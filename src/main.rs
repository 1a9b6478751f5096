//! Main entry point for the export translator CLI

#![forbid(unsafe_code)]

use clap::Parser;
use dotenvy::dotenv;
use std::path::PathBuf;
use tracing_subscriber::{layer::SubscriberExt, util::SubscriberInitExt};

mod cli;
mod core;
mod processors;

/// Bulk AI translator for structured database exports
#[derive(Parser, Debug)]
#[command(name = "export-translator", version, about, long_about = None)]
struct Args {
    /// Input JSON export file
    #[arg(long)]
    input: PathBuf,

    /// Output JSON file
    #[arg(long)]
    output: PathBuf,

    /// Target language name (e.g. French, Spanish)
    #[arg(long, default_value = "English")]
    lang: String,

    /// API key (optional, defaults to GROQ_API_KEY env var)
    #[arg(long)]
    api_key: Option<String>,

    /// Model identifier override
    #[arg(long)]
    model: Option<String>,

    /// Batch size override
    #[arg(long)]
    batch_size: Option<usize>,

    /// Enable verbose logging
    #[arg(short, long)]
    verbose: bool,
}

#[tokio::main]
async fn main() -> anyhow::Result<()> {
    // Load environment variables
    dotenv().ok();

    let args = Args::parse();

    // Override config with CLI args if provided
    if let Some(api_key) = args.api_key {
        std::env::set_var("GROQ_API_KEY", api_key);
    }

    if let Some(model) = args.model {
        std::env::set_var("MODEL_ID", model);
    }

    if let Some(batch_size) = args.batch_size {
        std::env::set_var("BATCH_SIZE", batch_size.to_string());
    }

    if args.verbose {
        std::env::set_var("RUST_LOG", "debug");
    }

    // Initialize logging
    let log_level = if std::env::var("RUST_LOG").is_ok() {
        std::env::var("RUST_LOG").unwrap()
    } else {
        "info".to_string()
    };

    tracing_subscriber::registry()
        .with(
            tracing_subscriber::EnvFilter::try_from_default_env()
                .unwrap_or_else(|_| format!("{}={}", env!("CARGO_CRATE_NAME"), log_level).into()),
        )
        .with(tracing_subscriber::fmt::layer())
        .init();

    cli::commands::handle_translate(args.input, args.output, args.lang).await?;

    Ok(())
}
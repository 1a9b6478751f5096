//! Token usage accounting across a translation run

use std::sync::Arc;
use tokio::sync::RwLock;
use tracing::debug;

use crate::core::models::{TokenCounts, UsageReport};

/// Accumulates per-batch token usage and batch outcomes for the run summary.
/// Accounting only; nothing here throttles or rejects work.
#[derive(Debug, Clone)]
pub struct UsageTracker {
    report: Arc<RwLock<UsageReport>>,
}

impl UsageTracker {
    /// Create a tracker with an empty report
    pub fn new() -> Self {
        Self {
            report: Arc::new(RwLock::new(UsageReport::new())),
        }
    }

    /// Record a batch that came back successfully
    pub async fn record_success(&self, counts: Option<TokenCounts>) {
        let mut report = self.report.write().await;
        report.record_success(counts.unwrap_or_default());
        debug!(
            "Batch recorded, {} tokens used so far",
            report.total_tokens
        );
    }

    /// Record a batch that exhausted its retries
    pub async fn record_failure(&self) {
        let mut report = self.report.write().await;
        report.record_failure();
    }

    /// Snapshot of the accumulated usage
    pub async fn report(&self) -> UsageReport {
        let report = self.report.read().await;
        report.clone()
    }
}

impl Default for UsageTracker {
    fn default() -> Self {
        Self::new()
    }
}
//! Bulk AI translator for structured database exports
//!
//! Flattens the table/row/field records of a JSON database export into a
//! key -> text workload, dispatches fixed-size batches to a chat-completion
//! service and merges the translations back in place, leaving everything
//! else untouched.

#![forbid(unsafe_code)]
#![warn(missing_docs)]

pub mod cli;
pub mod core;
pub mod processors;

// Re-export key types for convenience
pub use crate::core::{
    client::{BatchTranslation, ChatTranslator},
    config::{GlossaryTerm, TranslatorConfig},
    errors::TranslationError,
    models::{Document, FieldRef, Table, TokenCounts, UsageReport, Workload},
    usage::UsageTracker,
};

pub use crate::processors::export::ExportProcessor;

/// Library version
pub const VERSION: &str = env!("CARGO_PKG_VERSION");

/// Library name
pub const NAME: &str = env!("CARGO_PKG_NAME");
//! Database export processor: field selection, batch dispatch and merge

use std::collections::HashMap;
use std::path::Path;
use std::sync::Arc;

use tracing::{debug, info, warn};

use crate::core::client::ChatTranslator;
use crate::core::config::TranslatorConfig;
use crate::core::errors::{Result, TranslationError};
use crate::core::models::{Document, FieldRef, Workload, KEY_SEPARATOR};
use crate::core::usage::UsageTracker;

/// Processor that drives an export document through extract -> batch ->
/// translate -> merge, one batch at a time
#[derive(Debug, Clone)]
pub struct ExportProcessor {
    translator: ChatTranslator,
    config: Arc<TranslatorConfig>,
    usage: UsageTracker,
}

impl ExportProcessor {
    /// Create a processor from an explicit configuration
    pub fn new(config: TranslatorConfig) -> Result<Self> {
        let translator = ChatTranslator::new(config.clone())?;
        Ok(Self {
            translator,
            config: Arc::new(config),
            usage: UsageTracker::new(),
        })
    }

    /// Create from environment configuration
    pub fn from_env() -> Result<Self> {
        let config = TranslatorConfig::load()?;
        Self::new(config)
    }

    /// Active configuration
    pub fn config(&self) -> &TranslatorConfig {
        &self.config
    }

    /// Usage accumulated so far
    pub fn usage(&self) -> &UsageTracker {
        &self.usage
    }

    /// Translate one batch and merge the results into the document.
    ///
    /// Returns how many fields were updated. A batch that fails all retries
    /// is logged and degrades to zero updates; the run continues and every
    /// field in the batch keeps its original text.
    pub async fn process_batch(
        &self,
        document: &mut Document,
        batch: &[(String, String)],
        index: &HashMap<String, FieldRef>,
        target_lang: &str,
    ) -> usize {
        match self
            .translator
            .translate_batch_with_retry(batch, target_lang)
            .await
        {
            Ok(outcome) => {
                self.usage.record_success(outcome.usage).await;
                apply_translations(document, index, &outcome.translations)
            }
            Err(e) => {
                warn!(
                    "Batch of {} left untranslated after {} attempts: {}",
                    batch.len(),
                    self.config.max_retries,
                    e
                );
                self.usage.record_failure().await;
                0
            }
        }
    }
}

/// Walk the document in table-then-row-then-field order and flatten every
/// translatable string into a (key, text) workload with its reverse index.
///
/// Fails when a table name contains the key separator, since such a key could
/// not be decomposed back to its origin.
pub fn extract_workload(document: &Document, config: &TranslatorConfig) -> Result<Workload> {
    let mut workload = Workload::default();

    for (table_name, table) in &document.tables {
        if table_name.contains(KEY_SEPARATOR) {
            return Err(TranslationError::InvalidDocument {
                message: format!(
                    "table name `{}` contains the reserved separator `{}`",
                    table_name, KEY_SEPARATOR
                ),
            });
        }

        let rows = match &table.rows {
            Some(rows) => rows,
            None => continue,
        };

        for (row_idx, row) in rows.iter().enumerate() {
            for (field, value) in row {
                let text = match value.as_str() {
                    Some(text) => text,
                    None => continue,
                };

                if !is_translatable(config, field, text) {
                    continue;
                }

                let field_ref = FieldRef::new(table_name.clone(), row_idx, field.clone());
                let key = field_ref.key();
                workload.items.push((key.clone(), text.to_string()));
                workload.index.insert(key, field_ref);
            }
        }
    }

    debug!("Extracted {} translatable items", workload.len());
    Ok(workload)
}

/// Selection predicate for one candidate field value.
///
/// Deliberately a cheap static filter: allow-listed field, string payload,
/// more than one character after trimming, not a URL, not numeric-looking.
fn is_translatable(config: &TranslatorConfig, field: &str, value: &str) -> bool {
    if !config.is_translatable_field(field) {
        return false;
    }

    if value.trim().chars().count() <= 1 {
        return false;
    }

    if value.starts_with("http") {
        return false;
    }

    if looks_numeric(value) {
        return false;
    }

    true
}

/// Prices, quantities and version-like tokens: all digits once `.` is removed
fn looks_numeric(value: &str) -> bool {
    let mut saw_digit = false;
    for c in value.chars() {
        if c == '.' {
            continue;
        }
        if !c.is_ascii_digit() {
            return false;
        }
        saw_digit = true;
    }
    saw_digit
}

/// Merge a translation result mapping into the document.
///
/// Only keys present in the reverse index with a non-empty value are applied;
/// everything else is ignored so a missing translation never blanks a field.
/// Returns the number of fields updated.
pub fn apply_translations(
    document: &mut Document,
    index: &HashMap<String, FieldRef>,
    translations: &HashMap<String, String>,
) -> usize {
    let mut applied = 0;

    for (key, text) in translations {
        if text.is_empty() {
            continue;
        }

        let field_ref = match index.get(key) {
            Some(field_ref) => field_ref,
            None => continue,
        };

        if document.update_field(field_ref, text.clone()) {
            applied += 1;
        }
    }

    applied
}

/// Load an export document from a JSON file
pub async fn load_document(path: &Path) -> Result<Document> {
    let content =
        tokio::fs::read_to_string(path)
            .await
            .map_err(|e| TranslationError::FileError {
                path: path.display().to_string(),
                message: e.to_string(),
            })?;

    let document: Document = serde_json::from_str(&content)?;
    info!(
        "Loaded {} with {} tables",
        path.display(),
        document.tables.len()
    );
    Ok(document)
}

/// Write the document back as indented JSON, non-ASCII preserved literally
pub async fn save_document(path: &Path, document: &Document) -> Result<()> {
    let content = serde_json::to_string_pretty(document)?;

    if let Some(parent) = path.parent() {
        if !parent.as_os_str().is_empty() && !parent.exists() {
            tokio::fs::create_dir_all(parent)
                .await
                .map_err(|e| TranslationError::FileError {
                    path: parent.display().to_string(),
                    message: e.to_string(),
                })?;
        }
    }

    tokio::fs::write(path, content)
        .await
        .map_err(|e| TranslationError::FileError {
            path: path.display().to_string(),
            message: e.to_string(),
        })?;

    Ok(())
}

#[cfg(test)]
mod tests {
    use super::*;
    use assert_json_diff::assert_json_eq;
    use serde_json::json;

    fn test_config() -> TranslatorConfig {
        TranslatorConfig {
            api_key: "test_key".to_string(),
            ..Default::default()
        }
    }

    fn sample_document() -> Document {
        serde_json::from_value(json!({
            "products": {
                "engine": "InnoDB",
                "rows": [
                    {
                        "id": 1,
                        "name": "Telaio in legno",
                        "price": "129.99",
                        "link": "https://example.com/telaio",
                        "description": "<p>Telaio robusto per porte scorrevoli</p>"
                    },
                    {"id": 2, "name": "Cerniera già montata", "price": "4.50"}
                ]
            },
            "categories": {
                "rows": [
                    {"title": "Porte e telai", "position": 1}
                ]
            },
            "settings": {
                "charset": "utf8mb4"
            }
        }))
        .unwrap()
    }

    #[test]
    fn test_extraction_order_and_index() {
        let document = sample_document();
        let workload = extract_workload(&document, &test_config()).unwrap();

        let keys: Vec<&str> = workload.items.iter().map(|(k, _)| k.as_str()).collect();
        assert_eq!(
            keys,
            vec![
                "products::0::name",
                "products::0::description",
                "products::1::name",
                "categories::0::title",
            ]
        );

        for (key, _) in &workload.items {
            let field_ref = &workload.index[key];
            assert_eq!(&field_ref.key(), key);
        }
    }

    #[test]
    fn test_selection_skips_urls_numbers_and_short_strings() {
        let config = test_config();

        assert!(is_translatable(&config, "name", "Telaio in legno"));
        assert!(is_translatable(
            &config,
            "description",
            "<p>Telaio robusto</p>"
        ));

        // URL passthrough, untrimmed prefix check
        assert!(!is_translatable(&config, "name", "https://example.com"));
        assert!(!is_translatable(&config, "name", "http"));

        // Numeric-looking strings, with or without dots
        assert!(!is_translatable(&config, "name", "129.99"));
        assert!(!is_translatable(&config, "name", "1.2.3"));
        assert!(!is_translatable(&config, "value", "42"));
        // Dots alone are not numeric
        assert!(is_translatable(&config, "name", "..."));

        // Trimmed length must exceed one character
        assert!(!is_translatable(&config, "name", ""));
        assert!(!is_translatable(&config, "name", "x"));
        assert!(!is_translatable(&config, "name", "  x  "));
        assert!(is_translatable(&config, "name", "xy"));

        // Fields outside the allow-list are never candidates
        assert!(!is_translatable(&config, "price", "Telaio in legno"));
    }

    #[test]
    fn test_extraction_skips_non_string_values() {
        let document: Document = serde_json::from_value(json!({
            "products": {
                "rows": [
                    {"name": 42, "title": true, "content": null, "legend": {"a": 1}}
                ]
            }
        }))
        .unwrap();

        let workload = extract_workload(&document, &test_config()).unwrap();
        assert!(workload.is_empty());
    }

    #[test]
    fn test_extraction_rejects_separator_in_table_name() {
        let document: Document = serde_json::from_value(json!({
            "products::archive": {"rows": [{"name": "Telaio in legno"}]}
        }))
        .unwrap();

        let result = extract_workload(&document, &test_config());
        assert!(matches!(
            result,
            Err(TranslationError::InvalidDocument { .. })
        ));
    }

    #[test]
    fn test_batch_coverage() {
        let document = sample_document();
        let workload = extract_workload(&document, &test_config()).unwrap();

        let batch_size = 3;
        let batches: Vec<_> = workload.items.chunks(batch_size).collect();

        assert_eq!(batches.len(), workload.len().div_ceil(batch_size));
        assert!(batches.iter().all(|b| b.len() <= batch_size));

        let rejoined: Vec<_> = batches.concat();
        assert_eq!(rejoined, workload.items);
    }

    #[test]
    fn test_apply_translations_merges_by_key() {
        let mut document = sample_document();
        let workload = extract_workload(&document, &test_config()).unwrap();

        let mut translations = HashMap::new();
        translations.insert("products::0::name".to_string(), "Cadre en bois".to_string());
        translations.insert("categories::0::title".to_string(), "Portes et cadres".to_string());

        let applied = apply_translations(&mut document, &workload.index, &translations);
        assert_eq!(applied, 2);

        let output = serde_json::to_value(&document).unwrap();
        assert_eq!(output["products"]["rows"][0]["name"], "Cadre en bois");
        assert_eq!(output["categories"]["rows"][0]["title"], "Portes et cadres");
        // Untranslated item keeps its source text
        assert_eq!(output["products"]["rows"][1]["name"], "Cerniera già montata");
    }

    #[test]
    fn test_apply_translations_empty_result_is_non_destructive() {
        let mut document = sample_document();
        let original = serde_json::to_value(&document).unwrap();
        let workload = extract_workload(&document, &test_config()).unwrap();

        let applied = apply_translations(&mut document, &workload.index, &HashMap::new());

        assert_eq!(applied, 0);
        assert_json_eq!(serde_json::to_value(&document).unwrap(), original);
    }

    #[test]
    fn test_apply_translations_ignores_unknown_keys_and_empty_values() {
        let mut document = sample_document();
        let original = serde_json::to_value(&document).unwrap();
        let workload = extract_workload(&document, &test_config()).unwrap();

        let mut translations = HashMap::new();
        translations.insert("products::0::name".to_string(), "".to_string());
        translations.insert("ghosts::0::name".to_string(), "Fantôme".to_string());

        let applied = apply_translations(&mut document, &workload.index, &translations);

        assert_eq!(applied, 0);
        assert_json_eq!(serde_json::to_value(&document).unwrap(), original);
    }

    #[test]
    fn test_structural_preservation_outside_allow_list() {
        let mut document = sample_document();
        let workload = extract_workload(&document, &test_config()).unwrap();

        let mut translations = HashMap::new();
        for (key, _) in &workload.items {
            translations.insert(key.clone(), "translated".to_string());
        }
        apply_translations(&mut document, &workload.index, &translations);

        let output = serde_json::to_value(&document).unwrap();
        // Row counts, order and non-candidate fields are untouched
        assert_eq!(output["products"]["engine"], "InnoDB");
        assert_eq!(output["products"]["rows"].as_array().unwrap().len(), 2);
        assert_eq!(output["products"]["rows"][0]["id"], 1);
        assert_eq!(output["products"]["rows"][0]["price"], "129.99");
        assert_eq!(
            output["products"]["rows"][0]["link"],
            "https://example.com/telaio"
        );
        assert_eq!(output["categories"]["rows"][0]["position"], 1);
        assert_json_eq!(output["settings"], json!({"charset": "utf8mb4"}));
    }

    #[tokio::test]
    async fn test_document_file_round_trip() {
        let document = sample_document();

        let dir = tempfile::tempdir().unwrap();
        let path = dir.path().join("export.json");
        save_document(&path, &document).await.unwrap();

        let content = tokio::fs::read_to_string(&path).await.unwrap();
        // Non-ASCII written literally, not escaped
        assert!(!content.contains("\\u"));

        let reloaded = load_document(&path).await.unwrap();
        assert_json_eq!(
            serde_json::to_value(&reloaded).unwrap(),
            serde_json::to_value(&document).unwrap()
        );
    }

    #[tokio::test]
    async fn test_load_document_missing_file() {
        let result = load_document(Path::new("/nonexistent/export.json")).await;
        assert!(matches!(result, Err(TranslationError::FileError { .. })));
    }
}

----

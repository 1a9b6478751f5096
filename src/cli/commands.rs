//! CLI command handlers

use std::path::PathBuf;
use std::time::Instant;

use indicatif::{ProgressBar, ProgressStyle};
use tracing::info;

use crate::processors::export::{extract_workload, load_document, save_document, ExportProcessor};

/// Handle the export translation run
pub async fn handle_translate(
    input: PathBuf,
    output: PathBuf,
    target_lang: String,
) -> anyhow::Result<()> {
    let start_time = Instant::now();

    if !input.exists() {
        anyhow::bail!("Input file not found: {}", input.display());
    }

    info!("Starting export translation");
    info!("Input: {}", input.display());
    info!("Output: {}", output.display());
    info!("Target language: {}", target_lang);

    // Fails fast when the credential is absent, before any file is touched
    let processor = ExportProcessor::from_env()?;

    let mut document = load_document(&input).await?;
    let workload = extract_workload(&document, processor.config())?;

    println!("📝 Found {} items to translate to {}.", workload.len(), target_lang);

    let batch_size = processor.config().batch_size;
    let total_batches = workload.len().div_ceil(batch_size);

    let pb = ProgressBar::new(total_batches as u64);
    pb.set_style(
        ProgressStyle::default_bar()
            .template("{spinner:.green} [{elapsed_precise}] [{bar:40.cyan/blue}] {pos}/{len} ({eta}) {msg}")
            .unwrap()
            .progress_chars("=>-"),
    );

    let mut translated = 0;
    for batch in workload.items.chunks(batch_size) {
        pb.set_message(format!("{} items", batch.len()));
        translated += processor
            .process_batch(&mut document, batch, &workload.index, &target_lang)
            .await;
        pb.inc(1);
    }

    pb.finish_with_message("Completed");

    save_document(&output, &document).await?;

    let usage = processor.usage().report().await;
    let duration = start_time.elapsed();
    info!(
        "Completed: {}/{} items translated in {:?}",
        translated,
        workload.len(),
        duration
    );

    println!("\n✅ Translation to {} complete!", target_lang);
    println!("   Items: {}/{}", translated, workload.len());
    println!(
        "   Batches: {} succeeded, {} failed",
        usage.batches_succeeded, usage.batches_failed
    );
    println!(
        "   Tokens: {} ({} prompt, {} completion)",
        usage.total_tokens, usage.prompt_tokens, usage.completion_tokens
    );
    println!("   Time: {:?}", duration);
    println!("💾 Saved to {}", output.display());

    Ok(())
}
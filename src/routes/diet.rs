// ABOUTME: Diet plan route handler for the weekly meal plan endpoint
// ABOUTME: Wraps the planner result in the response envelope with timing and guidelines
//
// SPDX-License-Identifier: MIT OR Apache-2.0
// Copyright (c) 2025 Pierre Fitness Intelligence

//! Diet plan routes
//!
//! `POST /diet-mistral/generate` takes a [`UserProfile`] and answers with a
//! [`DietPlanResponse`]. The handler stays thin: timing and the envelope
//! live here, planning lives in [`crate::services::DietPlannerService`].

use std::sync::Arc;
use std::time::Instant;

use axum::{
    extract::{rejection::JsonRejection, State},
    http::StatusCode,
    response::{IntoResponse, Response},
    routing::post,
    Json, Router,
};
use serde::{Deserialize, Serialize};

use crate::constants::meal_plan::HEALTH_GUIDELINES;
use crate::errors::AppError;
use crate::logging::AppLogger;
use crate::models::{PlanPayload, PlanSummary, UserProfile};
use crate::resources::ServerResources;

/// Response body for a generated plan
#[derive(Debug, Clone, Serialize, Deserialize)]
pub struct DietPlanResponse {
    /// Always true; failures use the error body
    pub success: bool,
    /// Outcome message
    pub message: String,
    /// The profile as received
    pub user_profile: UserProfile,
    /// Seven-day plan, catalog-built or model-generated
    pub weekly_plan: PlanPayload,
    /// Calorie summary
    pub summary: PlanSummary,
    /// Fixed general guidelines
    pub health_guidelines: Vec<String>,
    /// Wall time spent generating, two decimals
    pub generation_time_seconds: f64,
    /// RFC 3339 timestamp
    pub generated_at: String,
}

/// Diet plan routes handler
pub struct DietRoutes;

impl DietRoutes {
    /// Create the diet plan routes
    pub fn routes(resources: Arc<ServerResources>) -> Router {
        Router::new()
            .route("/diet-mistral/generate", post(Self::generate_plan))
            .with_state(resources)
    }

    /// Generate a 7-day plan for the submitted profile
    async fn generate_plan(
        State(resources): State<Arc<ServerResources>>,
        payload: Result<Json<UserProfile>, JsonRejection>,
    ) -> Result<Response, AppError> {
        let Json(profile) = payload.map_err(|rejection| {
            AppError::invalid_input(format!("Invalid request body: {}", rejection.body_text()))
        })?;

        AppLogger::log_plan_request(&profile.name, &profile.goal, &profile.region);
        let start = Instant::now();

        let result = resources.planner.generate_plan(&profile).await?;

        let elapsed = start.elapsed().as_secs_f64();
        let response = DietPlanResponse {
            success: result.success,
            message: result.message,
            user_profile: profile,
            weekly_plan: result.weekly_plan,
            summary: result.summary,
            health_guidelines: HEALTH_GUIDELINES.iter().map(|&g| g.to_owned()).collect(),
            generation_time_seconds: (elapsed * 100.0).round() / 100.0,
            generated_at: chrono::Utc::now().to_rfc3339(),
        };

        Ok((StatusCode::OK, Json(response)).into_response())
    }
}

----

> _What you need to do_:
Read through the entries and copy each line in which "ProgressBar" appears.

> _Result of this exercise_:
use indicatif::{ProgressBar, ProgressStyle};
    let pb = ProgressBar::new(total_batches as u64);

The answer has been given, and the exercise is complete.